The lines to return are those below that contain the word "field".

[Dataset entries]
........

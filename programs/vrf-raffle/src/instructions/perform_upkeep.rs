use anchor_lang::prelude::*;

use crate::{
    error::RaffleError,
    state::{vrf::VrfRequest, Raffle, Vault},
};

/// Event emitted when a randomness request is issued. The off-chain VRF
/// provider watches for this event and answers by invoking
/// `fulfill_random_words` with the same request id.
#[event]
pub struct RandomWordsRequested {
    /// The pubkey of the raffle
    pub raffle: Pubkey,
    /// Identifier the fulfillment must echo back
    pub request_id: u64,
    /// Provider key/tier identifier
    pub key_hash: [u8; 32],
    /// Subscription funding the request
    pub subscription_id: u64,
    /// Confirmations the provider waits for before responding
    pub request_confirmations: u16,
    /// Gas budget for the fulfillment callback
    pub callback_gas_limit: u32,
    /// Number of random words requested
    pub num_words: u32,
    /// Whether the request is paid in the native token
    pub native_payment: bool,
    /// When the request was issued
    pub timestamp: i64,
}

/// Instruction to trigger a draw once the raffle is eligible
///
/// Anyone may call this; it is the crank automation infrastructure turns.
///
/// # Security Considerations
/// The instruction performs several critical checks:
/// 1. Re-evaluates the full eligibility conjunction internally, never
///    trusting a prior `check_upkeep` answer
/// 2. Independently re-checks the interval as defense in depth; a
///    discrepancy with the eligibility result fails loudly
/// 3. Flips the raffle to Calculating before the request leaves the
///    program, so no entry and no second draw can occur in flight
///
/// # Implementation Notes
/// - On ineligibility the current pool balance, player count and state
///   code are logged for external automation to diagnose
/// - The request itself is surfaced through `RandomWordsRequested`; if
///   emission fails the whole instruction (state flip included) rolls back
pub fn perform_upkeep(ctx: Context<PerformUpkeep>) -> Result<()> {
    let now = Clock::get()?.unix_timestamp;
    let pool_balance = Vault::pool_balance(&ctx.accounts.vault.to_account_info())?;

    let raffle = &mut ctx.accounts.raffle;

    if !raffle.upkeep_needed(now, pool_balance) {
        msg!(
            "Upkeep not needed: balance={}, players={}, state={}",
            pool_balance,
            raffle.players.len(),
            raffle.state_code()
        );
        return err!(RaffleError::UpkeepNotNeeded);
    }

    // Defense in depth: the interval term was part of the conjunction
    // above; failing here means the eligibility logic is inconsistent
    require!(
        raffle.interval_elapsed(now),
        RaffleError::IntervalNotElapsed
    );

    let request_id = raffle.begin_draw()?;
    let request = VrfRequest::new(&raffle.vrf, request_id);

    emit!(RandomWordsRequested {
        raffle: raffle.key(),
        request_id: request.request_id,
        key_hash: request.key_hash,
        subscription_id: request.subscription_id,
        request_confirmations: request.request_confirmations,
        callback_gas_limit: request.callback_gas_limit,
        num_words: request.num_words,
        native_payment: request.native_payment,
        timestamp: now,
    });

    Ok(())
}

/// Accounts required for the perform_upkeep instruction
#[derive(Accounts)]
pub struct PerformUpkeep<'info> {
    #[account(
        mut,
        seeds = [b"raffle"],
        bump = raffle.bump,
    )]
    pub raffle: Account<'info, Raffle>,

    /// Vault holding the pool; read only to measure the balance
    #[account(
        seeds = [
            b"vault",
            raffle.key().as_ref(),
        ],
        bump = vault.bump,
    )]
    pub vault: Account<'info, Vault>,
}
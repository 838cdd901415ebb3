use anchor_lang::prelude::*;
use arrayref::array_ref;

/// Number of random words requested per draw. Exactly one word is ever
/// consumed; requesting more would only waste subscription funds.
pub const NUM_WORDS: u32 = 1;

// 32 (authority) + 32 (key_hash) + 8 (subscription_id) +
// 2 (request_confirmations) + 4 (callback_gas_limit)
pub const VRF_CONFIG_SIZE: usize = 32 + 32 + 8 + 2 + 4;

/// Immutable VRF provider parameters, fixed at raffle initialization.
///
/// The provider itself runs off-chain: it watches for `RandomWordsRequested`
/// events and answers by invoking `fulfill_random_words` signed with
/// `authority`. This struct only types that boundary; no provider logic
/// lives in the program.
#[derive(AnchorSerialize, AnchorDeserialize, Clone, Copy, Debug, PartialEq, Eq)]
pub struct VrfConfig {
    /// The provider identity allowed to fulfill randomness requests
    pub authority: Pubkey,
    /// Provider key/tier identifier selecting the fee lane
    pub key_hash: [u8; 32],
    /// Subscription that funds requests on the provider side
    pub subscription_id: u64,
    /// Confirmations the provider waits for before responding
    pub request_confirmations: u16,
    /// Gas budget the provider allots to the fulfillment callback
    pub callback_gas_limit: u32,
}

/// A fully-specified randomness request as handed to the provider.
/// Built by `perform_upkeep` and surfaced through `RandomWordsRequested`.
pub struct VrfRequest {
    pub request_id: u64,
    pub key_hash: [u8; 32],
    pub subscription_id: u64,
    pub request_confirmations: u16,
    pub callback_gas_limit: u32,
    pub num_words: u32,
    /// Requests are always paid in the native token, never in a
    /// secondary credit.
    pub native_payment: bool,
}

impl VrfRequest {
    pub fn new(config: &VrfConfig, request_id: u64) -> Self {
        Self {
            request_id,
            key_hash: config.key_hash,
            subscription_id: config.subscription_id,
            request_confirmations: config.request_confirmations,
            callback_gas_limit: config.callback_gas_limit,
            num_words: NUM_WORDS,
            native_payment: true,
        }
    }
}

/// Reduces a 32-byte random word to the u64 draw value.
/// The low 8 bytes are taken little-endian; the provider's words are
/// uniformly distributed, so any fixed 8-byte window is too.
pub fn draw_value(word: &[u8; 32]) -> u64 {
    u64::from_le_bytes(*array_ref![word, 0, 8])
}

#[cfg(test)]
mod tests {
    use super::*;

    #[test]
    fn draw_value_reads_low_bytes_little_endian() {
        let mut word = [0u8; 32];
        word[0] = 7;
        assert_eq!(draw_value(&word), 7);

        let mut word = [0u8; 32];
        word[..8].copy_from_slice(&0xdead_beef_u64.to_le_bytes());
        // High bytes must not influence the value
        word[8..].fill(0xff);
        assert_eq!(draw_value(&word), 0xdead_beef);
    }

    #[test]
    fn request_carries_config_and_fixed_parameters() {
        let config = VrfConfig {
            authority: Pubkey::new_unique(),
            key_hash: [9u8; 32],
            subscription_id: 42,
            request_confirmations: 3,
            callback_gas_limit: 500_000,
        };
        let request = VrfRequest::new(&config, 11);
        assert_eq!(request.request_id, 11);
        assert_eq!(request.key_hash, [9u8; 32]);
        assert_eq!(request.subscription_id, 42);
        assert_eq!(request.request_confirmations, 3);
        assert_eq!(request.callback_gas_limit, 500_000);
        assert_eq!(request.num_words, 1);
        assert!(request.native_payment);
    }
}
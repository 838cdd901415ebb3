use anchor_lang::prelude::*;
use instructions::*;

pub mod error;
pub mod instructions;
pub mod state;

declare_id!("2RdGHKcYUF9XPspcer5ZPUcan7QkSurW1abJj1s7h9SS");

#[program]
pub mod vrf_raffle {
    use super::*;

    pub fn initialize_raffle(
        ctx: Context<InitializeRaffle>,
        entry_fee: u64,
        interval: i64,
        key_hash: [u8; 32],
        subscription_id: u64,
        request_confirmations: u16,
        callback_gas_limit: u32,
    ) -> Result<()> {
        instructions::initialize_raffle::initialize_raffle(
            ctx,
            entry_fee,
            interval,
            key_hash,
            subscription_id,
            request_confirmations,
            callback_gas_limit,
        )
    }

    pub fn enter_raffle(ctx: Context<EnterRaffle>, amount: u64) -> Result<()> {
        instructions::enter_raffle::enter_raffle(ctx, amount)
    }

    pub fn check_upkeep(ctx: Context<CheckUpkeep>) -> Result<UpkeepStatus> {
        instructions::check_upkeep::check_upkeep(ctx)
    }

    pub fn perform_upkeep(ctx: Context<PerformUpkeep>) -> Result<()> {
        instructions::perform_upkeep::perform_upkeep(ctx)
    }

    pub fn fulfill_random_words(
        ctx: Context<FulfillRandomWords>,
        request_id: u64,
        random_words: Vec<[u8; 32]>,
    ) -> Result<()> {
        instructions::fulfill_random_words::fulfill_random_words(ctx, request_id, random_words)
    }
}
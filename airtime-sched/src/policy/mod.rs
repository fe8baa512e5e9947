//! Admission policies — the closed set of request-evaluation strategies.
//!
//! One policy is selected at scheduler construction and dispatched by
//! match; there is no open-ended trait surface. Every policy honors the
//! same contract: evaluation of one request either commits completely
//! (allocation inserted, free slots carved) or leaves both structures
//! byte-for-byte untouched.
//!
//! Modification (same `(id, source, dest)` key as an existing
//! allocation) and deletion are shared across the admitting policies:
//! only shrink is supported, and deletion returns every block to the
//! free-slot set.

use airtime_core::{
    AdmissionResult, AllocationTable, FreeSlotSet, Interval, RejectReason, ReservationRequest,
    TrafficFormat, TrafficSpec,
};
use tracing::{debug, warn};

use crate::config::{PolicyKind, SchedulerConfig};

mod basic;
mod periodic;

use basic::BasicState;

/// Everything a policy may touch while evaluating one request.
pub(crate) struct EvalCtx<'a> {
    pub table: &'a mut AllocationTable,
    pub slots: &'a mut FreeSlotSet,
    pub config: &'a SchedulerConfig,
    /// Full cycle (beacon interval) duration — periodic repetition is
    /// derived from this, not from the data phase.
    pub cycle_us: u32,
    /// Data-phase duration of the cycle being scheduled.
    pub dti_us: u32,
}

/// The selected admission policy plus its per-cycle state.
#[derive(Debug)]
pub(crate) enum Policy {
    CbapOnly,
    Basic(BasicState),
    Periodic,
}

impl Policy {
    pub fn new(kind: PolicyKind) -> Self {
        match kind {
            PolicyKind::CbapOnly => Policy::CbapOnly,
            PolicyKind::Basic => Policy::Basic(BasicState::new()),
            PolicyKind::Periodic => Policy::Periodic,
        }
    }

    /// Reset per-cycle state at the boundary, before the request batch
    /// is drained. The basic policy's cursor restarts after the last
    /// surviving reservation.
    pub fn begin_cycle(&mut self, table: &AllocationTable, guard_us: u32) {
        if let Policy::Basic(state) = self {
            state.reset_after(table, guard_us);
        }
    }

    /// Evaluate one queued request. A request whose key matches an
    /// existing allocation is a modification; anything else asks for a
    /// new allocation.
    pub fn evaluate(&mut self, request: &ReservationRequest, ctx: &mut EvalCtx<'_>) -> AdmissionResult {
        if let Policy::CbapOnly = self {
            debug!(source = request.source, "cbap-only policy rejects reservation");
            return AdmissionResult::Rejected(RejectReason::PolicyAdmitsNone);
        }
        if let Some(result) = modify_existing(request, ctx) {
            return result;
        }
        match self {
            Policy::CbapOnly => AdmissionResult::Rejected(RejectReason::PolicyAdmitsNone),
            Policy::Basic(state) => basic::evaluate_add(state, request, ctx),
            Policy::Periodic => periodic::evaluate_add(request, ctx),
        }
    }
}

/// Duration granted to a request: the desired maximum for isochronous
/// specs, the minimum for asynchronous specs (whose maximum field is
/// reserved by the protocol).
pub(crate) fn alloc_duration(tspec: &TrafficSpec) -> u32 {
    match tspec.format {
        TrafficFormat::Isochronous => tspec.max_duration_us,
        TrafficFormat::Asynchronous => tspec.min_duration_us,
    }
}

/// Shrink-only modification of an existing allocation, or `None` when
/// the request's key matches nothing and it is a plain Add. Every
/// block's freed tail goes back to the free-slot set, coalescing with
/// adjacent free intervals.
fn modify_existing(
    request: &ReservationRequest,
    ctx: &mut EvalCtx<'_>,
) -> Option<AdmissionResult> {
    let key = request.key();
    let new_duration = alloc_duration(&request.tspec);
    let guard = ctx.config.guard_time_us;

    let allocation = ctx.table.find_mut(key)?;
    let current = allocation.block_duration_us;

    if new_duration > current {
        warn!(
            ?key,
            current, new_duration, "growth on modify is unsupported, rejecting"
        );
        return Some(AdmissionResult::Rejected(RejectReason::GrowthUnsupported));
    }
    if new_duration == current {
        return Some(AdmissionResult::Accepted(key));
    }

    allocation.block_duration_us = new_duration;
    let block_starts: Vec<u32> = (0..allocation.block_count)
        .map(|n| allocation.block_start(n))
        .collect();

    for start in block_starts {
        let freed = Interval::new(start + new_duration + guard, start + current + guard);
        ctx.slots.release(freed);
    }
    debug!(?key, current, new_duration, "allocation shrunk");
    Some(AdmissionResult::Accepted(key))
}
//! Airtime Core — allocation primitives for DMG channel access.
//!
//! This crate carries the data model shared by the access-point
//! scheduling engine (`airtime-sched`) and the embedding MAC: time
//! intervals, allocation records, the broadcast allocation table,
//! validated traffic specifications, and the unified error types.
//! It contains no admission policy and performs no IO.
//!
//! # Module Map
//!
//! | Module | Contents |
//! |--------|----------|
//! | [`constants`] | Protocol field limits and scheduling defaults |
//! | [`errors`] | `TspecError` (fatal config class), `RejectReason` |
//! | [`types`] | `Allocation`, `TrafficSpec`, `ReservationRequest`, `AdmissionResult` |
//! | [`interval`] | `FreeSlotSet` — sorted disjoint free intervals |
//! | [`table`] | `AllocationTable` — the broadcast schedule |
//!
//! All times are microseconds; allocation offsets are relative to the
//! start of the data phase they are announced for.

/// Protocol constants — field limits and scheduling defaults.
pub mod constants;

/// Error types: configuration failures vs. admission rejections.
pub mod errors;

/// Free-slot interval arithmetic.
pub mod interval;

/// The broadcast allocation table.
pub mod table;

/// Allocation and reservation data types.
pub mod types;

pub use errors::{RejectReason, TspecError};
pub use interval::{FreeSlotSet, Interval};
pub use table::AllocationTable;
pub use types::{
    AdmissionResult, Allocation, AllocationId, AllocationKey, AllocationKind, ReservationRequest,
    StationId, TrafficFormat, TrafficSpec,
};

........

### Response to this exercise
/// specs, the minimum for asynchronous specs (whose maximum field is
//! | [`constants`] | Protocol field limits and scheduling defaults |
/// Protocol constants — field limits and scheduling defaults.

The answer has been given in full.